The key to a wonderful bag of roasted beans is the blending of different coffee beans. Coffee beans are a global commodity. There are many different types of beans, distinctive in the genre of plant that the bean comes from as well as the region that the bean is grown. Beyond these distinctions, beans are still a commodity.
Blending different types of beans makes huge differences. Beanisimo Coffee is privy to decades old blending recipes from old world Italy.The roasting technique also plays a role in the taste of the coffee.
Beanisimo Coffee will offer a wide range of coffees including:
- Italian Roast
- French Roast
- Columbian Dark
- African Roast
- Sumatra
- Bistro Blend
- Kona
- Kenya
- Decaf- available in the following blends: Bistro, Sumatra, French and Italian Roasts
- Espresso and Decaf Espresso
Each coffee is available in one pound and five pound packages, in both whole bean and ground versions. Every product that Beanisimo Coffee produces attempts to be the best in its respective product category based on quality and taste.
Market Analysis Summary
Beanisimo Coffee has decided to concentrate on three distinct customer segments. The first is coffee houses/drive thru/espresso carts, restaurants, and the last is grocery stores. Each of the customers is distinct. The first segment prepares beverages for their clients, as does the second group along with meals, and the third segment sells the whole bean and ground coffee unprepared to their customers.
While the coffee industry as a whole has been stagnate for a while, the high-end gourmet coffee market is still growing. This can be attributed to a number of factors including the maturing and increased sophistication of the American palette. Beanisimo Coffee faces competition from several competitors who focus on convenience or price as opposed to product quality which is the strength of Beanisimo Coffee.
4.1 Market Segmentation
Beanisimo Coffee has segmented their market into three distinct customer segments:
- Coffee houses/drive thrus/carts: These customers are purchasing coffee beans for the preparation and sale of coffee and espresso based drinks. Their establishments serve a wide variety of coffee and espresso beverages to customers that visit the coffee houses, drive thrus, or cart based servers.

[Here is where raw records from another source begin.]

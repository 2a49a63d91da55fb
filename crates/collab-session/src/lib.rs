//! Shared agent sessions.
//!
//! A [`SessionRegistry`] creates sessions from repository references. Each
//! session runs one agent in a pseudo-terminal and an actor task that fans
//! its output out to every connected participant, tracks pending prompts,
//! negotiates the shared viewport and keeps the chat log.

pub mod actor;
pub mod chat;
pub mod protocol;
pub mod registry;
pub mod repo;
pub mod settings;
pub mod users;
pub mod viewport;

pub use actor::{preview_port_from, SessionMeta, SessionStatus, CLOSE_NORMAL};
pub use chat::{ChatLog, ChatMessage, MAX_CHAT_CHARS, MAX_CHAT_HISTORY};
pub use protocol::{ClientHandle, ClientMessage, Outbound, ServerMessage, OUTBOUND_CAPACITY};
pub use registry::{SessionHandle, SessionInfo, SessionRegistry};
pub use repo::{GitAcquirer, RepoAcquirer, RepoRef};
pub use settings::{AgentSpawner, ProcessSpawner, SessionSettings};
pub use users::{sanitize_name, UserTable};
pub use viewport::{effective_size, ViewportSize};
//! Application state shared by every handler.

use std::net::IpAddr;
use std::path::PathBuf;
use std::sync::{Arc, Mutex, MutexGuard};
use std::time::Duration;

use collab_common::{CollabError, KeyedRateWindows, RateWindow};
use collab_config::{CollabConfig, LimitsConfig};
use collab_session::SessionRegistry;

/// Server-wide admission counters behind one coarse lock.
pub struct Admission {
    inner: Mutex<Counters>,
    create_limit: usize,
}

struct Counters {
    create: RateWindow,
    connections: KeyedRateWindows<IpAddr>,
}

impl Admission {
    pub fn new(limits: &LimitsConfig) -> Self {
        Self {
            inner: Mutex::new(Counters {
                create: RateWindow::per_minute(limits.create_per_minute),
                connections: KeyedRateWindows::per_minute(limits.connections_per_minute),
            }),
            create_limit: limits.create_per_minute,
        }
    }

    fn lock(&self) -> MutexGuard<'_, Counters> {
        self.inner.lock().unwrap_or_else(|e| e.into_inner())
    }

    pub fn allow_create(&self) -> bool {
        self.lock().create.try_acquire()
    }

    pub fn allow_connection(&self, peer: IpAddr) -> bool {
        self.lock().connections.try_acquire(&peer)
    }

    pub fn create_limit(&self) -> usize {
        self.create_limit
    }
}

#[derive(Clone)]
pub struct AppState {
    pub registry: SessionRegistry,
    pub admission: Arc<Admission>,
    /// Client for preview upstreams; never follows redirects.
    pub http: reqwest::Client,
    pub upstream_host: Arc<str>,
    pub public_dir: Option<PathBuf>,
}

impl AppState {
    pub fn new(config: &CollabConfig, registry: SessionRegistry) -> Result<Self, CollabError> {
        let http = reqwest::Client::builder()
            .redirect(reqwest::redirect::Policy::none())
            .connect_timeout(Duration::from_secs(config.preview.request_timeout_secs))
            .build()
            .map_err(|e| CollabError::Network(e.to_string()))?;
        Ok(Self {
            registry,
            admission: Arc::new(Admission::new(&config.limits)),
            http,
            upstream_host: Arc::from(config.preview.upstream_host.as_str()),
            public_dir: config.server.public_dir.as_ref().map(PathBuf::from),
        })
    }
}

- Restaurants: These establishments are purchasing coffee and espresso to serve to their retail food customers.
- Grocery Stores: These customers are purchasing the beans for either prepackaged, or bulk, resale to their customers. The grocers do not prepare the drinks for the customers like the other customer segments, they only sell the Beanisimo product as is purchased from Beanisimo Coffee.

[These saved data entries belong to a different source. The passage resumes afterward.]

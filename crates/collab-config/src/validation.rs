//! Full configuration validation.
//!
//! Collects every violation so a broken config reports all of its problems
//! at once.

use crate::schema::CollabConfig;
use collab_common::ConfigError;

/// Run all validations on a config, collecting all errors.
pub fn validate(config: &CollabConfig) -> Result<(), ConfigError> {
    let mut errors: Vec<String> = Vec::new();

    validate_non_empty(&mut errors, "server.host", &config.server.host);
    validate_non_empty(&mut errors, "sessions.data_dir", &config.sessions.data_dir);
    validate_non_empty(&mut errors, "agent.program", &config.agent.program);
    validate_non_empty(&mut errors, "preview.upstream_host", &config.preview.upstream_host);

    validate_range(
        &mut errors,
        "sessions.max_sessions",
        config.sessions.max_sessions as u64,
        1,
        1000,
    );
    validate_range(
        &mut errors,
        "sessions.idle_timeout_minutes",
        config.sessions.idle_timeout_minutes,
        0,
        7 * 24 * 60,
    );

    validate_range(
        &mut errors,
        "limits.create_per_minute",
        config.limits.create_per_minute as u64,
        1,
        10_000,
    );
    validate_range(
        &mut errors,
        "limits.chat_per_minute",
        config.limits.chat_per_minute as u64,
        1,
        10_000,
    );
    validate_range(
        &mut errors,
        "limits.connections_per_minute",
        config.limits.connections_per_minute as u64,
        1,
        10_000,
    );
    validate_range(
        &mut errors,
        "limits.max_input_bytes",
        config.limits.max_input_bytes as u64,
        1,
        1_048_576,
    );

    validate_range(
        &mut errors,
        "preview.request_timeout_secs",
        config.preview.request_timeout_secs,
        1,
        3600,
    );

    if errors.is_empty() {
        Ok(())
    } else {
        Err(ConfigError::ValidationError(errors.join("; ")))
    }
}

fn validate_range(errors: &mut Vec<String>, name: &str, value: u64, min: u64, max: u64) {
    if value < min || value > max {
        errors.push(format!("{name} = {value} is out of range [{min}, {max}]"));
    }
}

fn validate_non_empty(errors: &mut Vec<String>, name: &str, value: &str) {
    if value.trim().is_empty() {
        errors.push(format!("{name} must not be empty"));
    }
}
#[derive(Default)]
struct IdleTimer {
    task: Option<JoinHandle<()>>,
    generation: u64,
}

pub(crate) struct SessionActor {
    id: SessionId,
    repo: String,
    settings: Arc<SessionSettings>,
    process: Box<dyn TerminalProcess>,
    chat: ChatLog,
    users: UserTable,
    clients: BTreeMap<ClientId, ClientRecord>,
    prompt: PromptDetector,
    file_url_warned: bool,
    idle: IdleTimer,
    meta: watch::Sender<SessionMeta>,
    self_tx: WeakUnboundedSender<SessionEvent>,
}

Below is some demographic information of the end consumers of the above customer segments.
U.S. Demographic Coffee Consumption Patterns
2001- 2002 U.S. Coffee Drinking Trends Survey (according to the National Coffee Association):
2002 | 2003 | |
U.S. adults who drank coffee every day | 107 million | 108.7 million |
U.S. adults who drank coffee occasionally | 57 million | 52 million |
Gender:
- Men and women consume the same number of cups per day.
- Women are more excited about varieties and source of relaxation (social).
- Men like that coffee helps them “get things done.”
- Women are more price conscious than men.
Age:
- 18-25: prefer high caffeine, hot or iced drinks, all high octane, richer blends.
- 30-60: prefer premium and espresso with half the caffeine. Lite blends and half-caffeinated grew approximately 7% in 2001.
Other:
- 64% of all coffee is consumed at breakfast; 28% between meals; 8% at all other meals.
- Sweetened or plain: 35% drink coffee black; 65% add sweetener and/or creamer.
- The average daily coffee drinker consumes 3.1 cups per day.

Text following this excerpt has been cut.